El hombre está situado en una constante crisis, en un mundo que parece ya hecho. Pero al mismo tiempo está envuelto en un misterio, en un mundo que «podría ser». Y esta potencialidad, también forma parte de nuestra realidad. Ese destino ya dado es «lo trágico», pero aquello que «podría ser» trae esperanza, llena la vida de optimismo.

A principios del siglo XX un grupo de pensadores se hallaron frente a un callejón sin salida. Los progresos de la razón habían llegado a su máximo esplendor, pero de pronto desató lo peor. El mundo parecía perdido. Unos, como los Maritain, pensaron en suicidarse. Pero la solución la encontraron en el cristianismo.

El cristianismo le da el fundamento sólido a la actitud que llamamos: optimismo trágico. Cristo salva al hombre de su condena vital, lo rescata del «anonimato existencial». Un Dios personal, que se hace hombre, que interpela a cada quien y responde a la gran pregunta de su vida: «¿quién soy?», y desde ahí parte esta actitud.

En definitiva, al hombre no le basta saber qué es el hombre (un compuesto, un ser con dimensiones, etc), el hombre necesita saber «quién es y a dónde va» (Julián Marías).

La salvación de la propia existencia hace que el hombre trascienda lo contingente, lo hace descubrir aquello divino que tiene dentro de él, aquel aspecto personal que enriquece y renueva el sentido de la propia vida y de su entorno.

Algunos autores, dentro de la tradición judeocristiana, hablan de esta actitud frente a la vida.

Uno de gran categoría es Viktor Frankl, un hombre que descubre a un Dios personal a través del dolor y del amor. Aun sujeto a las circunstancias más trágicas, el hombre -según este autor- «siempre le puede decir que sí a la vida». Y, ante un quién, del que se siente responsable, la vida «siempre tiene un sentido».

Para Emmanuel Mounier, según Giovanni Reali, «el optimismo trágico lo brinda la convicción de que la verdad, en cualquier caso, está llamada a triunfar. Lo trágico de dicho optimismo depende de una aceptación realista de la crisis en la que hay que actuar».

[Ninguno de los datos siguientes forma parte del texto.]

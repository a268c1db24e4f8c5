//! Feature matrix handed to the classifier.

use returns_core::{BasketTable, Feature};
use serde::{Deserialize, Serialize};
use std::collections::BTreeSet;

/// Bounded categorical domain for Country, shared by every split.
#[derive(Debug, Clone, Default, PartialEq, Eq, Serialize, Deserialize)]
pub struct CountryDomain {
    /// Sorted, distinct labels. A label's position is its code.
    labels: Vec<String>,
}

impl CountryDomain {
    /// Collect the countries present in a basket table.
    pub fn from_table(table: &BasketTable) -> Self {
        let labels: BTreeSet<&str> = table.iter().map(|r| r.order.key.country.as_str()).collect();
        Self {
            labels: labels.into_iter().map(str::to_string).collect(),
        }
    }

    /// Category code of a label.
    pub fn code(&self, label: &str) -> Option<u32> {
        self.labels
            .binary_search_by(|l| l.as_str().cmp(label))
            .ok()
            .map(|i| i as u32)
    }

    /// Label of a category code.
    pub fn label(&self, code: u32) -> Option<&str> {
        self.labels.get(code as usize).map(String::as_str)
    }

    pub fn labels(&self) -> &[String] {
        &self.labels
    }

    pub fn len(&self) -> usize {
        self.labels.len()
    }

    pub fn is_empty(&self) -> bool {
        self.labels.is_empty()
    }
}

/// Row-major feature matrix with a fixed column contract.
///
/// Missing values are `None`. The Country column holds category codes from
/// [`CountryDomain`].
#[derive(Debug, Clone, Default, PartialEq, Serialize, Deserialize)]
pub struct FeatureMatrix {
    features: Vec<Feature>,
    countries: CountryDomain,
    rows: Vec<Vec<Option<f64>>>,
}

impl FeatureMatrix {
    /// Create a matrix. Every row must have one value per feature.
    pub fn new(features: Vec<Feature>, countries: CountryDomain, rows: Vec<Vec<Option<f64>>>) -> Self {
        debug_assert!(rows.iter().all(|r| r.len() == features.len()));
        Self {
            features,
            countries,
            rows,
        }
    }

    pub fn features(&self) -> &[Feature] {
        &self.features
    }

    /// Column names in order.
    pub fn feature_names(&self) -> Vec<&'static str> {
        self.features.iter().map(|f| f.name()).collect()
    }

    pub fn countries(&self) -> &CountryDomain {
        &self.countries
    }

    pub fn rows(&self) -> &[Vec<Option<f64>>] {
        &self.rows
    }

    pub fn n_rows(&self) -> usize {
        self.rows.len()
    }

    pub fn n_cols(&self) -> usize {
        self.features.len()
    }

    pub fn is_empty(&self) -> bool {
        self.rows.is_empty()
    }

    /// Position of a feature in the column order.
    pub fn column_index(&self, feature: Feature) -> Option<usize> {
        self.features.iter().position(|f| *f == feature)
    }

    /// One cell.
    pub fn value(&self, row: usize, feature: Feature) -> Option<f64> {
        let col = self.column_index(feature)?;
        self.rows.get(row)?.get(col).copied().flatten()
    }

    /// A whole column.
    pub fn column(&self, feature: Feature) -> Option<Vec<Option<f64>>> {
        let col = self.column_index(feature)?;
        Some(self.rows.iter().map(|r| r[col]).collect())
    }

    /// New matrix holding the given rows, in the given order.
    pub fn select_rows(&self, indices: &[usize]) -> Self {
        Self {
            features: self.features.clone(),
            countries: self.countries.clone(),
            rows: indices
                .iter()
                .filter_map(|&i| self.rows.get(i).cloned())
                .collect(),
        }
    }
}
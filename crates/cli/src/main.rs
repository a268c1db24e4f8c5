//! basket-returns CLI
//!
//! Builds order-level return-prediction datasets from a cleaned line-item CSV.

use anyhow::{Context, Result};
use clap::{Parser, Subcommand};
use returns_core::Config;
use returns_dataset::{export_dataset, load_dataset};
use returns_ingestion::{log_schema, LineItemTable};
use std::path::{Path, PathBuf};
use tracing::{info, warn};
use tracing_subscriber::{layer::SubscriberExt, util::SubscriberInitExt};

#[derive(Parser)]
#[command(name = "basket-returns")]
#[command(about = "Order-level features and chronological splits for return prediction")]
struct Args {
    #[command(subcommand)]
    command: Command,
}

#[derive(Subcommand)]
enum Command {
    /// Run the pipeline and export X/y matrices plus the basket table
    Build {
        /// Path to the cleaned line-item CSV
        #[arg(short, long)]
        input: Option<PathBuf>,

        /// Split cutoff; orders at or after it go to the test set
        #[arg(long)]
        cutoff: Option<String>,

        /// Output directory for the exported CSV files
        #[arg(short, long)]
        output_dir: Option<PathBuf>,

        /// JSON configuration file (flags override its values)
        #[arg(short, long)]
        config: Option<PathBuf>,
    },

    /// Load the input and report schema and data quality
    Profile {
        /// Path to the cleaned line-item CSV
        #[arg(short, long)]
        input: PathBuf,

        /// Field delimiter
        #[arg(long, default_value = ",")]
        delimiter: char,
    },
}

fn main() -> Result<()> {
    init_tracing()?;

    let args = Args::parse();
    match args.command {
        Command::Build {
            input,
            cutoff,
            output_dir,
            config,
        } => {
            let mut config = match config {
                Some(path) => Config::from_json_file(&path)
                    .with_context(|| format!("Failed to load config {}", path.display()))?,
                None => Config::default(),
            };
            if let Some(input) = input {
                config.input.path = input;
            }
            if let Some(cutoff) = cutoff {
                config.split.cutoff = cutoff;
            }
            if let Some(dir) = output_dir {
                config.output.dir = dir;
            }
            run_build(&config)
        }
        Command::Profile { input, delimiter } => run_profile(&input, delimiter),
    }
}

fn run_build(config: &Config) -> Result<()> {
    config.validate().context("Invalid configuration")?;
    info!(
        input = %config.input.path.display(),
        cutoff = %config.split.cutoff,
        "Building dataset"
    );

    let dataset = load_dataset(config)
        .with_context(|| format!("Failed to build dataset from {}", config.input.path.display()))?;

    let train = dataset.train();
    let test = dataset.test();
    info!(
        train_rows = train.len(),
        test_rows = test.len(),
        train_return_rate = format!("{:.4}", train.positive_rate()),
        test_return_rate = format!("{:.4}", test.positive_rate()),
        "Split summary"
    );
    if !dataset.split.unusable.is_empty() {
        warn!(
            orders = dataset.split.unusable.len(),
            "Orders without a date or label left out of X/y"
        );
    }
    if train.is_empty() || test.is_empty() {
        warn!("One side of the split is empty; check the cutoff against the data range");
    }

    let paths = export_dataset(&config.output.dir, &dataset)
        .with_context(|| format!("Failed to export to {}", config.output.dir.display()))?;
    info!(
        x_train = %paths.x_train.display(),
        x_test = %paths.x_test.display(),
        basket = %paths.basket.display(),
        "Export complete"
    );
    Ok(())
}

fn run_profile(input: &Path, delimiter: char) -> Result<()> {
    anyhow::ensure!(
        delimiter.is_ascii(),
        "delimiter must be a single ASCII character, got {delimiter:?}"
    );
    let items = LineItemTable::from_csv_path(input, delimiter as u8)
        .with_context(|| format!("Failed to load {}", input.display()))?;

    log_schema(&items.schema);
    items.profile.log();
    info!(
        line_items = items.len(),
        available_features = items.schema.available_features().len(),
        "Profile complete"
    );
    Ok(())
}

/// Initialize tracing subscriber
fn init_tracing() -> Result<()> {
    tracing_subscriber::registry()
        .with(
            tracing_subscriber::EnvFilter::try_from_default_env().unwrap_or_else(|_| {
                "basket_returns=info,returns_ingestion=info,returns_features=info,returns_dataset=info"
                    .into()
            }),
        )
        .with(tracing_subscriber::fmt::layer())
        .try_init()
        .map_err(|e| anyhow::anyhow!("Failed to initialize tracing: {}", e))?;

    Ok(())
}
//! Chronological train/test split.
//!
//! Orders strictly before the cutoff train, orders at or after it test. No
//! shuffling and no stratification: evaluation sees only the future.

use returns_core::config::SplitConfig;
use returns_core::{BasketTable, Result, Timestamp};
use serde::{Deserialize, Serialize};
use tracing::{info, warn};

/// Row indices of each partition, in basket order.
#[derive(Debug, Clone, Default, PartialEq, Eq, Serialize, Deserialize)]
pub struct Split {
    pub train: Vec<usize>,
    pub test: Vec<usize>,
    /// Rows with no order time or label, kept out of both sets.
    pub unusable: Vec<usize>,
}

impl Split {
    /// Total number of rows covered.
    pub fn len(&self) -> usize {
        self.train.len() + self.test.len() + self.unusable.len()
    }

    pub fn is_empty(&self) -> bool {
        self.len() == 0
    }
}

/// Partitions a basket table by a cutoff timestamp.
#[derive(Debug, Clone, Copy)]
pub struct DatasetSplitter {
    cutoff: Timestamp,
}

impl DatasetSplitter {
    pub fn new(cutoff: Timestamp) -> Self {
        Self { cutoff }
    }

    /// Parse the cutoff from configuration.
    pub fn from_config(config: &SplitConfig) -> Result<Self> {
        Ok(Self::new(config.cutoff_datetime()?))
    }

    pub fn cutoff(&self) -> Timestamp {
        self.cutoff
    }

    pub fn split(&self, table: &BasketTable) -> Split {
        let mut split = Split::default();

        for (idx, row) in table.iter().enumerate() {
            match (row.order.invoice_date, row.order.is_return) {
                (Some(date), Some(_)) if date < self.cutoff => split.train.push(idx),
                (Some(_), Some(_)) => split.test.push(idx),
                _ => split.unusable.push(idx),
            }
        }

        if split.train.is_empty() || split.test.is_empty() {
            warn!(
                cutoff = %self.cutoff,
                train = split.train.len(),
                test = split.test.len(),
                "Chronological split left a partition empty"
            );
        }
        info!(
            cutoff = %self.cutoff,
            train = split.train.len(),
            test = split.test.len(),
            unusable = split.unusable.len(),
            "Chronological split"
        );
        split
    }
}

#[cfg(test)]
mod tests {
    use super::*;
    use returns_core::{parse_timestamp, ColumnSchema, Order, OrderKey};

    fn make_order(invoice: &str, date: Option<&str>) -> Order {
        Order {
            key: OrderKey {
                invoice_no: invoice.to_string(),
                customer_id: "17850".to_string(),
                country: "United Kingdom".to_string(),
            },
            item_count: 1,
            first_seen: 0,
            basket_size: Some(1),
            unique_products: Some(1),
            avg_price: Some(1.0),
            max_price: Some(1.0),
            min_price: Some(1.0),
            total_value: Some(1.0),
            cheap_item_share: Some(0.0),
            invoice_date: date.and_then(parse_timestamp),
            is_return: Some(false),
        }
    }

    fn splitter() -> DatasetSplitter {
        DatasetSplitter::from_config(&SplitConfig {
            cutoff: "2011-10-01".to_string(),
        })
        .unwrap()
    }

    #[test]
    fn test_boundary_goes_to_test() {
        let table = BasketTable::from_orders(
            ColumnSchema::complete(),
            vec![
                make_order("1", Some("2011-09-30 23:59:59")),
                make_order("2", Some("2011-10-01 00:00:00")),
                make_order("3", Some("2011-12-09 12:50:00")),
            ],
        );
        let split = splitter().split(&table);

        assert_eq!(split.train, vec![0]);
        assert_eq!(split.test, vec![1, 2]);
        assert!(split.unusable.is_empty());
    }

    #[test]
    fn test_partition_is_disjoint_and_complete() {
        let table = BasketTable::from_orders(
            ColumnSchema::complete(),
            vec![
                make_order("1", Some("2011-01-01 00:00:00")),
                make_order("2", None),
                make_order("3", Some("2011-11-01 00:00:00")),
                make_order("4", Some("2011-05-01 00:00:00")),
            ],
        );
        let split = splitter().split(&table);

        assert_eq!(split.len(), table.len());
        let mut all: Vec<usize> = split
            .train
            .iter()
            .chain(&split.test)
            .chain(&split.unusable)
            .copied()
            .collect();
        all.sort_unstable();
        assert_eq!(all, vec![0, 1, 2, 3]);
        assert_eq!(split.unusable, vec![1]);
        assert_eq!(split.train, vec![0, 3]);
    }

    #[test]
    fn test_missing_label_is_unusable() {
        let mut order = make_order("1", Some("2011-01-01 00:00:00"));
        order.is_return = None;
        let table = BasketTable::from_orders(ColumnSchema::complete(), vec![order]);
        let split = splitter().split(&table);
        assert_eq!(split.unusable, vec![0]);
    }

    #[test]
    fn test_missing_label_after_cutoff_is_unusable() {
        let mut late = make_order("1", Some("2011-11-01 00:00:00"));
        late.is_return = None;
        let table = BasketTable::from_orders(
            ColumnSchema::complete(),
            vec![late, make_order("2", Some("2011-11-02 00:00:00"))],
        );
        let split = splitter().split(&table);

        assert_eq!(split.unusable, vec![0]);
        assert_eq!(split.test, vec![1]);
        assert!(split.train.is_empty());
    }

    #[test]
    fn test_empty_table() {
        let split = splitter().split(&BasketTable::default());
        assert!(split.is_empty());
    }
}
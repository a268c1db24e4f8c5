//! Input column schema and the catalogue of model features.
//!
//! Required columns carry the order key, the order time and the label; the
//! pipeline refuses to run without them. Optional columns only feed specific
//! features, which are omitted (and reported) when their inputs are absent.

use crate::error::{Error, Result};
use serde::{Deserialize, Serialize};
use std::collections::BTreeSet;
use std::fmt;

/// A known column of the cleaned line-item table.
#[derive(Debug, Clone, Copy, PartialEq, Eq, PartialOrd, Ord, Hash, Serialize, Deserialize)]
pub enum Column {
    InvoiceNo,
    StockCode,
    Quantity,
    UnitPrice,
    InvoiceDate,
    CustomerId,
    Country,
    TotalPrice,
    IsReturn,
}

impl Column {
    /// All known columns in canonical order.
    pub const ALL: [Column; 9] = [
        Column::InvoiceNo,
        Column::StockCode,
        Column::Quantity,
        Column::UnitPrice,
        Column::InvoiceDate,
        Column::CustomerId,
        Column::Country,
        Column::TotalPrice,
        Column::IsReturn,
    ];

    /// Header name as it appears in the input file.
    pub fn name(self) -> &'static str {
        match self {
            Column::InvoiceNo => "InvoiceNo",
            Column::StockCode => "StockCode",
            Column::Quantity => "Quantity",
            Column::UnitPrice => "UnitPrice",
            Column::InvoiceDate => "InvoiceDate",
            Column::CustomerId => "CustomerID",
            Column::Country => "Country",
            Column::TotalPrice => "TotalPrice",
            Column::IsReturn => "IsReturn",
        }
    }

    /// Look up a column by header name.
    pub fn from_name(name: &str) -> Option<Self> {
        Self::ALL.into_iter().find(|c| c.name() == name)
    }

    /// Whether the pipeline cannot run without this column.
    pub fn is_required(self) -> bool {
        matches!(
            self,
            Column::InvoiceNo
                | Column::CustomerId
                | Column::Country
                | Column::InvoiceDate
                | Column::IsReturn
        )
    }
}

impl fmt::Display for Column {
    fn fmt(&self, f: &mut fmt::Formatter<'_>) -> fmt::Result {
        f.write_str(self.name())
    }
}

/// A column of the final feature matrix.
#[derive(Debug, Clone, Copy, PartialEq, Eq, PartialOrd, Ord, Hash, Serialize, Deserialize)]
pub enum Feature {
    Country,
    UniqueProducts,
    AvgPrice,
    MaxPrice,
    MinPrice,
    CheapItemShare,
    Diversity,
    Month,
    Weekday,
    Hour,
    IsWeekend,
    Quarter,
    Recency,
    AbsBasketSize,
    AbsTotalValue,
}

impl Feature {
    /// The feature contract handed to the classifier, in column order.
    pub const MODEL_FEATURES: [Feature; 15] = [
        Feature::Country,
        Feature::UniqueProducts,
        Feature::AvgPrice,
        Feature::MaxPrice,
        Feature::MinPrice,
        Feature::CheapItemShare,
        Feature::Diversity,
        Feature::Month,
        Feature::Weekday,
        Feature::Hour,
        Feature::IsWeekend,
        Feature::Quarter,
        Feature::Recency,
        Feature::AbsBasketSize,
        Feature::AbsTotalValue,
    ];

    /// Column name in exported matrices.
    pub fn name(self) -> &'static str {
        match self {
            Feature::Country => "Country",
            Feature::UniqueProducts => "UniqueProducts",
            Feature::AvgPrice => "AvgPrice",
            Feature::MaxPrice => "MaxPrice",
            Feature::MinPrice => "MinPrice",
            Feature::CheapItemShare => "CheapItemShare",
            Feature::Diversity => "Diversity",
            Feature::Month => "Month",
            Feature::Weekday => "Weekday",
            Feature::Hour => "Hour",
            Feature::IsWeekend => "IsWeekend",
            Feature::Quarter => "Quarter",
            Feature::Recency => "Recency",
            Feature::AbsBasketSize => "AbsBasketSize",
            Feature::AbsTotalValue => "AbsTotalValue",
        }
    }

    /// Input columns this feature is computed from.
    pub fn required_columns(self) -> &'static [Column] {
        match self {
            Feature::Country => &[Column::Country],
            Feature::UniqueProducts => &[Column::StockCode],
            Feature::AvgPrice
            | Feature::MaxPrice
            | Feature::MinPrice
            | Feature::CheapItemShare => &[Column::UnitPrice],
            Feature::Diversity => &[Column::StockCode, Column::Quantity],
            Feature::Month
            | Feature::Weekday
            | Feature::Hour
            | Feature::IsWeekend
            | Feature::Quarter
            | Feature::Recency => &[Column::InvoiceDate],
            Feature::AbsBasketSize => &[Column::Quantity],
            Feature::AbsTotalValue => &[Column::TotalPrice],
        }
    }

    /// Whether the feature is categorical rather than numeric.
    pub fn is_categorical(self) -> bool {
        matches!(self, Feature::Country)
    }
}

impl fmt::Display for Feature {
    fn fmt(&self, f: &mut fmt::Formatter<'_>) -> fmt::Result {
        f.write_str(self.name())
    }
}

/// The columns actually available in an input table.
#[derive(Debug, Clone, Default, PartialEq, Eq, Serialize, Deserialize)]
pub struct ColumnSchema {
    present: BTreeSet<Column>,
    derived: BTreeSet<Column>,
    unknown: Vec<String>,
}

impl ColumnSchema {
    /// Build a schema from header names. Headers are trimmed and a leading
    /// UTF-8 byte order mark is ignored.
    pub fn from_headers<'a>(headers: impl IntoIterator<Item = &'a str>) -> Self {
        let mut schema = Self::default();
        for header in headers {
            let name = header.trim_start_matches('\u{feff}').trim();
            match Column::from_name(name) {
                Some(column) => {
                    schema.present.insert(column);
                }
                None => schema.unknown.push(name.to_string()),
            }
        }

        // TotalPrice can be rebuilt per item from its two factors.
        if !schema.present.contains(&Column::TotalPrice)
            && schema.present.contains(&Column::Quantity)
            && schema.present.contains(&Column::UnitPrice)
        {
            schema.derived.insert(Column::TotalPrice);
        }

        schema
    }

    /// Schema with every known column present.
    pub fn complete() -> Self {
        Self::from_headers(Column::ALL.iter().map(|c| c.name()))
    }

    /// Whether the column was read from the input.
    pub fn has(&self, column: Column) -> bool {
        self.present.contains(&column)
    }

    /// Whether the column is derived from other columns.
    pub fn is_derived(&self, column: Column) -> bool {
        self.derived.contains(&column)
    }

    /// Whether values for the column exist, read or derived.
    pub fn provides(&self, column: Column) -> bool {
        self.has(column) || self.is_derived(column)
    }

    /// Headers that do not match a known column.
    pub fn unknown_headers(&self) -> &[String] {
        &self.unknown
    }

    /// Required columns absent from the input.
    pub fn missing_required(&self) -> Vec<Column> {
        Column::ALL
            .into_iter()
            .filter(|c| c.is_required() && !self.has(*c))
            .collect()
    }

    /// Optional columns absent from the input (and not derivable).
    pub fn missing_optional(&self) -> Vec<Column> {
        Column::ALL
            .into_iter()
            .filter(|c| !c.is_required() && !self.provides(*c))
            .collect()
    }

    /// Fail when any required column is missing.
    pub fn validate(&self) -> Result<()> {
        let missing = self.missing_required();
        if missing.is_empty() {
            return Ok(());
        }
        let names: Vec<&str> = missing.iter().map(|c| c.name()).collect();
        Err(Error::schema(format!(
            "missing required column(s): {}",
            names.join(", ")
        )))
    }

    /// Whether every input of the feature is available.
    pub fn supports(&self, feature: Feature) -> bool {
        feature.required_columns().iter().all(|c| self.provides(*c))
    }

    /// Model features that will be present in the final matrix.
    pub fn available_features(&self) -> Vec<Feature> {
        Feature::MODEL_FEATURES
            .into_iter()
            .filter(|f| self.supports(*f))
            .collect()
    }

    /// Model features omitted because an input column is missing.
    pub fn skipped_features(&self) -> Vec<Feature> {
        Feature::MODEL_FEATURES
            .into_iter()
            .filter(|f| !self.supports(*f))
            .collect()
    }
}
//! Error types for the basket-returns pipeline.

use thiserror::Error;

/// Result type alias using our Error type.
pub type Result<T> = std::result::Result<T, Error>;

/// Main error type for the basket-returns pipeline.
#[derive(Error, Debug)]
pub enum Error {
    /// Configuration error.
    #[error("Configuration error: {0}")]
    Config(String),

    /// A required input column is missing.
    #[error("Schema error: {0}")]
    Schema(String),

    /// Data error (invalid or inconsistent data).
    #[error("Data error: {0}")]
    Data(String),

    /// I/O error.
    #[error("I/O error: {0}")]
    Io(#[from] std::io::Error),

    /// JSON serialization/deserialization error.
    #[error("JSON error: {0}")]
    Json(#[from] serde_json::Error),

    /// CSV read/write error.
    #[error("CSV error: {0}")]
    Csv(#[from] csv::Error),
}

impl Error {
    /// Create a configuration error.
    pub fn config(msg: impl Into<String>) -> Self {
        Error::Config(msg.into())
    }

    /// Create a schema error.
    pub fn schema(msg: impl Into<String>) -> Self {
        Error::Schema(msg.into())
    }

    /// Create a data error.
    pub fn data(msg: impl Into<String>) -> Self {
        Error::Data(msg.into())
    }
}
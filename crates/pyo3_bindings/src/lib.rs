//! PyO3 bindings for the basket-returns pipeline.
//!
//! Exposes the Rust pipeline to Python:
//! - Line-item loading and data-quality profiling
//! - Order aggregation and feature computation
//! - Chronological train/test split
//! - Prediction report export

use pyo3::exceptions::{PyIOError, PyRuntimeError, PyValueError};
use pyo3::prelude::*;

use returns_core::{Config as RustConfig, Error as RustError};
use returns_dataset::{
    build_dataset as rust_build_dataset, export_dataset, Dataset as RustDataset, PredictionReport,
};
use returns_ingestion::{log_schema, DataProfile as RustDataProfile, LineItemTable};

fn to_py_err(err: RustError) -> PyErr {
    match err {
        RustError::Io(e) => PyIOError::new_err(e.to_string()),
        e @ (RustError::Config(_) | RustError::Schema(_) | RustError::Data(_)) => {
            PyValueError::new_err(e.to_string())
        }
        e => PyRuntimeError::new_err(e.to_string()),
    }
}

fn load_items(path: &str, delimiter: char) -> PyResult<LineItemTable> {
    if !delimiter.is_ascii() {
        return Err(PyValueError::new_err(format!(
            "delimiter must be a single ASCII character, got {delimiter:?}"
        )));
    }
    LineItemTable::from_csv_path(path, delimiter as u8).map_err(to_py_err)
}

// ============================================================================
// Python-exposed Types
// ============================================================================

/// Data-quality counts over the loaded line items.
#[pyclass]
#[derive(Clone)]
pub struct DataProfile {
    #[pyo3(get)]
    pub total_rows: u64,
    #[pyo3(get)]
    pub skipped_rows: u64,
    #[pyo3(get)]
    pub cancellation_rows: u64,
    #[pyo3(get)]
    pub negative_quantity_rows: u64,
    #[pyo3(get)]
    pub nonpositive_price_rows: u64,
    #[pyo3(get)]
    pub missing_customer_rows: u64,
    #[pyo3(get)]
    pub return_rows: u64,
    #[pyo3(get)]
    pub unparseable_timestamps: u64,
    #[pyo3(get)]
    pub unparseable_values: u64,
    #[pyo3(get)]
    pub missing_customer_pct: f64,
}

#[pymethods]
impl DataProfile {
    fn __repr__(&self) -> String {
        format!(
            "DataProfile(total_rows={}, cancellations={}, returns={}, missing_customer={})",
            self.total_rows, self.cancellation_rows, self.return_rows, self.missing_customer_rows
        )
    }
}

impl From<&RustDataProfile> for DataProfile {
    fn from(p: &RustDataProfile) -> Self {
        DataProfile {
            total_rows: p.total_rows,
            skipped_rows: p.skipped_rows,
            cancellation_rows: p.cancellation_rows,
            negative_quantity_rows: p.negative_quantity_rows,
            nonpositive_price_rows: p.nonpositive_price_rows,
            missing_customer_rows: p.missing_customer_rows,
            return_rows: p.return_rows,
            unparseable_timestamps: p.unparseable_timestamps,
            unparseable_values: p.unparseable_values,
            missing_customer_pct: p.missing_customer_pct(),
        }
    }
}

/// Model-ready dataset with a chronological split.
///
/// Feature rows are lists of optional floats in `feature_names` order;
/// Country is encoded as its index in `country_categories`.
#[pyclass]
pub struct Dataset {
    inner: RustDataset,
}

#[pymethods]
impl Dataset {
    #[getter]
    fn feature_names(&self) -> Vec<String> {
        self.inner
            .matrix
            .feature_names()
            .into_iter()
            .map(str::to_string)
            .collect()
    }

    #[getter]
    fn country_categories(&self) -> Vec<String> {
        self.inner.matrix.countries().labels().to_vec()
    }

    #[getter]
    fn x_train(&self) -> Vec<Vec<Option<f64>>> {
        self.inner.train().x.rows().to_vec()
    }

    #[getter]
    fn x_test(&self) -> Vec<Vec<Option<f64>>> {
        self.inner.test().x.rows().to_vec()
    }

    #[getter]
    fn y_train(&self) -> Vec<u8> {
        self.inner.train().y
    }

    #[getter]
    fn y_test(&self) -> Vec<u8> {
        self.inner.test().y
    }

    /// (InvoiceNo, CustomerID, Country) per test row, aligned with `x_test`.
    #[getter]
    fn test_metadata(&self) -> Vec<(String, String, String)> {
        self.inner
            .test_metadata()
            .into_iter()
            .map(|k| (k.invoice_no.clone(), k.customer_id.clone(), k.country.clone()))
            .collect()
    }

    #[getter]
    fn skipped_features(&self) -> Vec<String> {
        self.inner
            .skipped_features()
            .into_iter()
            .map(|f| f.name().to_string())
            .collect()
    }

    #[getter]
    fn unusable_count(&self) -> usize {
        self.inner.split.unusable.len()
    }

    #[getter]
    fn order_count(&self) -> usize {
        self.inner.basket.len()
    }

    /// Write X/y matrices and the basket table as CSV files into `dir`.
    fn export(&self, dir: &str) -> PyResult<Vec<String>> {
        let paths = export_dataset(dir, &self.inner).map_err(to_py_err)?;
        Ok([
            paths.x_train,
            paths.x_test,
            paths.y_train,
            paths.y_test,
            paths.basket,
        ]
        .iter()
        .map(|p| p.display().to_string())
        .collect())
    }

    /// Join test-set predictions with order metadata and save as CSV.
    fn write_predictions(&self, path: &str, y_pred: Vec<u8>, proba: Vec<f64>) -> PyResult<()> {
        PredictionReport::for_test_split(&self.inner, &y_pred, &proba)
            .and_then(|report| report.write_to_path(path))
            .map_err(to_py_err)
    }

    fn __repr__(&self) -> String {
        format!(
            "Dataset(orders={}, train={}, test={}, features={})",
            self.inner.basket.len(),
            self.inner.split.train.len(),
            self.inner.split.test.len(),
            self.inner.matrix.n_cols()
        )
    }
}

// ============================================================================
// Python-exposed Functions
// ============================================================================

/// Load a line-item CSV and return its data-quality profile.
#[pyfunction]
#[pyo3(signature = (path, delimiter=','))]
fn profile(path: &str, delimiter: char) -> PyResult<DataProfile> {
    let items = load_items(path, delimiter)?;
    log_schema(&items.schema);
    Ok(DataProfile::from(&items.profile))
}

/// Run the full pipeline over a line-item CSV.
#[pyfunction]
#[pyo3(signature = (path, cutoff=None, cheap_price_threshold=None, delimiter=','))]
fn build_dataset(
    py: Python<'_>,
    path: &str,
    cutoff: Option<String>,
    cheap_price_threshold: Option<f64>,
    delimiter: char,
) -> PyResult<Dataset> {
    let mut config = RustConfig::default();
    config.input.path = path.into();
    config.input.delimiter = delimiter;
    if let Some(cutoff) = cutoff {
        config.split.cutoff = cutoff;
    }
    if let Some(threshold) = cheap_price_threshold {
        config.features.cheap_price_threshold = threshold;
    }
    config.validate().map_err(to_py_err)?;

    let items = load_items(path, delimiter)?;
    let inner = py
        .allow_threads(|| rust_build_dataset(&items, &config))
        .map_err(to_py_err)?;
    Ok(Dataset { inner })
}

// ============================================================================
// Module Definition
// ============================================================================

/// Basket Returns - order-level return-prediction features.
#[pymodule]
fn basket_returns(m: &Bound<'_, PyModule>) -> PyResult<()> {
    // Types
    m.add_class::<DataProfile>()?;
    m.add_class::<Dataset>()?;

    // Functions
    m.add_function(wrap_pyfunction!(profile, m)?)?;
    m.add_function(wrap_pyfunction!(build_dataset, m)?)?;

    Ok(())
}
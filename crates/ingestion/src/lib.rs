//! Data ingestion and order aggregation for the basket-returns pipeline.
//!
//! This crate handles:
//! - Loading the cleaned line-item CSV with schema validation
//! - Timestamp and numeric coercion (bad cells become null)
//! - Data-quality profiling
//! - Order (basket) aggregation

pub mod loader;
pub mod order_builder;
pub mod profile;

pub use loader::{log_schema, LineItemTable};
pub use order_builder::{AggregationStats, OrderBuilder};
pub use profile::DataProfile;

Ver la luz más allá de la pared da las herramientas para saltarla. Y una de ellas es la risa. Aquellos obstáculos que aparecen en nuestra vida, hacen de ella una tragicomedia. Es cierto que a veces uno la pasa mal, pero ríe el que está convencido de que al final va a superar esas dificultades. Reírme de mí mismo es, en cierto modo, la convicción de que mis miserias son miserias, pero de que yo no soy ellas. Es la alegría propia del «hombre nuevo», a quien se le abren horizontes insospechados porque, a través del encuentro con ese Dios personal, se renueva, recomienza su vida y va en busca de su verdad personal: «¿Quién soy y a dónde voy?»

San Josemaría Escrivá de Balaguer sostiene un optimismo trágico dentro de la vida cotidiana. Las avatares del día a día, la lucha, el experimentar nuestra miserias, son un medio para acercarse a Dios. La clave, dice Escrivá, es «comenzar y recomenzar». Y con optimismo esas realidades se pueden mejorar, con optimismo también puedo ayudar a los demás.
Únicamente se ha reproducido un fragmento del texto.